> Your task
Search each line below for the word "corrupt" and list those that contain it.

'''

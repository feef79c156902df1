//! # Sync Scheduler
//!
//! Timers that feed the sync manager's event inbox: a fixed-interval tick
//! and the one-shot sync shortly after startup.
//!
//! Ticks that fall behind are skipped rather than bursted, so a slow pass
//! never causes a backlog of checks.

use std::time::Duration;

use tokio::sync::mpsc::UnboundedSender;
use tokio::task::JoinHandle;
use tokio::time::{Instant, MissedTickBehavior};

use crate::sync::SyncEvent;

/// Synchronization scheduler
#[derive(Debug, Clone, Copy)]
pub struct SyncScheduler {
    /// Periodic check interval
    interval: Duration,
    /// Delay of the startup sync
    initial_delay: Duration,
}

impl SyncScheduler {
    /// Create a new sync scheduler
    pub fn new(interval: Duration, initial_delay: Duration) -> Self {
        Self {
            interval,
            initial_delay,
        }
    }

    /// Periodic check interval
    pub fn interval(&self) -> Duration {
        self.interval
    }

    /// Post [`SyncEvent::Tick`] every interval, first one after a full interval.
    ///
    /// The task ends once the inbox is closed.
    pub fn spawn_periodic(&self, events: UnboundedSender<SyncEvent>) -> JoinHandle<()> {
        let period = self.interval;
        tokio::spawn(async move {
            let mut ticker = tokio::time::interval_at(Instant::now() + period, period);
            ticker.set_missed_tick_behavior(MissedTickBehavior::Skip);
            loop {
                ticker.tick().await;
                if events.send(SyncEvent::Tick).is_err() {
                    break;
                }
            }
        })
    }

    /// Post [`SyncEvent::InitialSync`] once after the startup delay
    pub fn spawn_initial(&self, events: UnboundedSender<SyncEvent>) -> JoinHandle<()> {
        let delay = self.initial_delay;
        tokio::spawn(async move {
            tokio::time::sleep(delay).await;
            let _ = events.send(SyncEvent::InitialSync);
        })
    }
}
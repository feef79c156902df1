//! # Key-Value Mutation Store
//!
//! File-backed [`DurableStore`] for platforms without an embedded database.
//! The layout mirrors a plain key-value storage API:
//!
//! ```text
//! <dir>/
//! ├── offline_sync_keys.json               - ordered list of record keys
//! └── offline_sync_<mutation id>.json      - one record per key
//! ```
//!
//! Every file is replaced atomically (temp file, fsync, rename, then a
//! directory fsync on unix), and all
//! operations are serialized by one async mutex so a concurrent enqueue can
//! never lose an index update.

use crate::offline::{DurableStore, StoreOptions};
use crate::shared::error::StorageError;
use crate::shared::mutation::{MutationId, MutationOperation, Payload, PendingMutation};
use async_trait::async_trait;
use std::io::ErrorKind;
use std::path::{Path, PathBuf};
use tokio::io::AsyncWriteExt;
use tokio::sync::{Mutex, MutexGuard};

const INDEX_FILE: &str = "offline_sync_keys.json";
const KEY_PREFIX: &str = "offline_sync_";

#[derive(Debug, Default)]
struct KeyIndex {
    loaded: bool,
    keys: Vec<String>,
}

/// Directory-backed mutation store
#[derive(Debug)]
pub struct KvStore {
    dir: PathBuf,
    options: StoreOptions,
    index: Mutex<KeyIndex>,
}

impl KvStore {
    /// Create a store rooted at `dir`; nothing touches the disk until first use
    pub fn new(dir: impl Into<PathBuf>, options: StoreOptions) -> Self {
        Self {
            dir: dir.into(),
            options,
            index: Mutex::new(KeyIndex::default()),
        }
    }

    /// Root directory of the store
    pub fn dir(&self) -> &Path {
        &self.dir
    }

    fn key_for(id: &MutationId) -> String {
        format!("{KEY_PREFIX}{id}")
    }

    fn record_path(&self, key: &str) -> PathBuf {
        self.dir.join(format!("{key}.json"))
    }

    fn index_path(&self) -> PathBuf {
        self.dir.join(INDEX_FILE)
    }

    /// Lock the index, loading it from disk on first use
    async fn lock_index(&self) -> Result<MutexGuard<'_, KeyIndex>, StorageError> {
        let mut index = self.index.lock().await;
        if !index.loaded {
            tokio::fs::create_dir_all(&self.dir).await.map_err(|e| {
                StorageError::unavailable(format!("cannot create {}: {e}", self.dir.display()))
            })?;
            index.keys = self.read_index().await?;
            index.loaded = true;
            tracing::info!(
                "Key-value offline store opened at {} ({} records)",
                self.dir.display(),
                index.keys.len()
            );
        }
        Ok(index)
    }

    async fn read_index(&self) -> Result<Vec<String>, StorageError> {
        match tokio::fs::read(self.index_path()).await {
            Ok(bytes) => serde_json::from_slice(&bytes)
                .map_err(|e| StorageError::corrupt(INDEX_FILE, e.to_string())),
            Err(e) if e.kind() == ErrorKind::NotFound => Ok(Vec::new()),
            Err(e) => Err(e.into()),
        }
    }

    async fn write_index(&self, keys: &[String]) -> Result<(), StorageError> {
        let bytes = serde_json::to_vec(keys)?;
        write_atomic(&self.index_path(), &bytes).await?;
        Ok(())
    }

    async fn read_record(&self, key: &str) -> Result<Option<PendingMutation>, StorageError> {
        match tokio::fs::read(self.record_path(key)).await {
            Ok(bytes) => serde_json::from_slice(&bytes)
                .map(Some)
                .map_err(|e| StorageError::corrupt(key, e.to_string())),
            Err(e) if e.kind() == ErrorKind::NotFound => Ok(None),
            Err(e) => Err(e.into()),
        }
    }

    async fn write_record(
        &self,
        key: &str,
        mutation: &PendingMutation,
    ) -> Result<(), StorageError> {
        let bytes = serde_json::to_vec(mutation)?;
        write_atomic(&self.record_path(key), &bytes).await?;
        Ok(())
    }

    async fn remove_record(&self, key: &str) -> Result<(), StorageError> {
        match tokio::fs::remove_file(self.record_path(key)).await {
            Ok(()) => Ok(()),
            Err(e) if e.kind() == ErrorKind::NotFound => Ok(()),
            Err(e) => Err(e.into()),
        }
    }

    async fn pending_locked(&self, index: &KeyIndex) -> Result<Vec<PendingMutation>, StorageError> {
        let mut pending = Vec::new();
        for key in &index.keys {
            match self.read_record(key).await? {
                Some(mutation) if !mutation.synced => pending.push(mutation),
                Some(_) => {}
                None => tracing::warn!(key = %key, "Indexed record file is missing"),
            }
        }
        // The index is in insertion order, so a stable sort keeps ties stable
        pending.sort_by_key(|m| m.enqueued_at);
        Ok(pending)
    }
}

async fn write_atomic(path: &Path, bytes: &[u8]) -> std::io::Result<()> {
    let tmp = path.with_extension("json.tmp");
    let mut file = tokio::fs::File::create(&tmp).await?;
    file.write_all(bytes).await?;
    file.sync_all().await?;
    drop(file);
    tokio::fs::rename(&tmp, path).await?;
    // The rename is only durable once the directory entry is flushed
    #[cfg(unix)]
    if let Some(parent) = path.parent() {
        tokio::fs::File::open(parent).await?.sync_all().await?;
    }
    Ok(())
}

#[async_trait]
impl DurableStore for KvStore {
    async fn initialize(&self) -> Result<(), StorageError> {
        self.lock_index().await.map(|_| ())
    }

    async fn enqueue(
        &self,
        table: &str,
        operation: MutationOperation,
        payload: Payload,
    ) -> Result<MutationId, StorageError> {
        let mutation = self.options.new_mutation(table, operation, payload)?;
        let key = Self::key_for(&mutation.id);

        let mut index = self.lock_index().await?;
        self.write_record(&key, &mutation).await?;

        let mut keys = index.keys.clone();
        keys.push(key.clone());
        if let Err(e) = self.write_index(&keys).await {
            // Unindexed record files are invisible; drop it so the failure is clean
            if let Err(cleanup) = self.remove_record(&key).await {
                tracing::warn!(key = %key, "Failed to remove orphaned record: {}", cleanup);
            }
            return Err(e);
        }
        index.keys = keys;

        tracing::debug!(mutation_id = %mutation.id, table, "Mutation queued in key-value store");
        Ok(mutation.id)
    }

    async fn list_pending(&self) -> Result<Vec<PendingMutation>, StorageError> {
        let index = self.lock_index().await?;
        self.pending_locked(&index).await
    }

    async fn mark_synced(&self, id: &MutationId) -> Result<(), StorageError> {
        let index = self.lock_index().await?;
        let key = Self::key_for(id);
        if !index.keys.contains(&key) {
            return Ok(());
        }
        if let Some(mut mutation) = self.read_record(&key).await? {
            if !mutation.synced {
                mutation.synced = true;
                self.write_record(&key, &mutation).await?;
            }
        }
        Ok(())
    }

    async fn purge_synced(&self) -> Result<(), StorageError> {
        let mut index = self.lock_index().await?;
        let mut remaining = Vec::with_capacity(index.keys.len());
        let mut purged = Vec::new();

        for key in &index.keys {
            match self.read_record(key).await? {
                Some(mutation) if !mutation.synced => remaining.push(key.clone()),
                // Synced records and dangling keys both leave the index
                _ => purged.push(key.clone()),
            }
        }
        if purged.is_empty() {
            return Ok(());
        }

        // Shrink the index first: a crash afterwards only leaves unindexed files
        self.write_index(&remaining).await?;
        index.keys = remaining;
        for key in &purged {
            self.remove_record(key).await?;
        }
        tracing::debug!("Purged {} synced mutations", purged.len());
        Ok(())
    }

    async fn count(&self) -> Result<usize, StorageError> {
        let index = self.lock_index().await?;
        Ok(self.pending_locked(&index).await?.len())
    }

    async fn clear_all(&self) -> Result<(), StorageError> {
        let mut index = self.lock_index().await?;
        self.write_index(&[]).await?;
        let keys = std::mem::take(&mut index.keys);
        for key in &keys {
            self.remove_record(key).await?;
        }
        tracing::info!("Cleared {} records from key-value offline store", keys.len());
        Ok(())
    }
}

'''

> Solution for this task
                .map_err(|e| StorageError::corrupt(INDEX_FILE, e.to_string())),
                .map_err(|e| StorageError::corrupt(key, e.to_string())),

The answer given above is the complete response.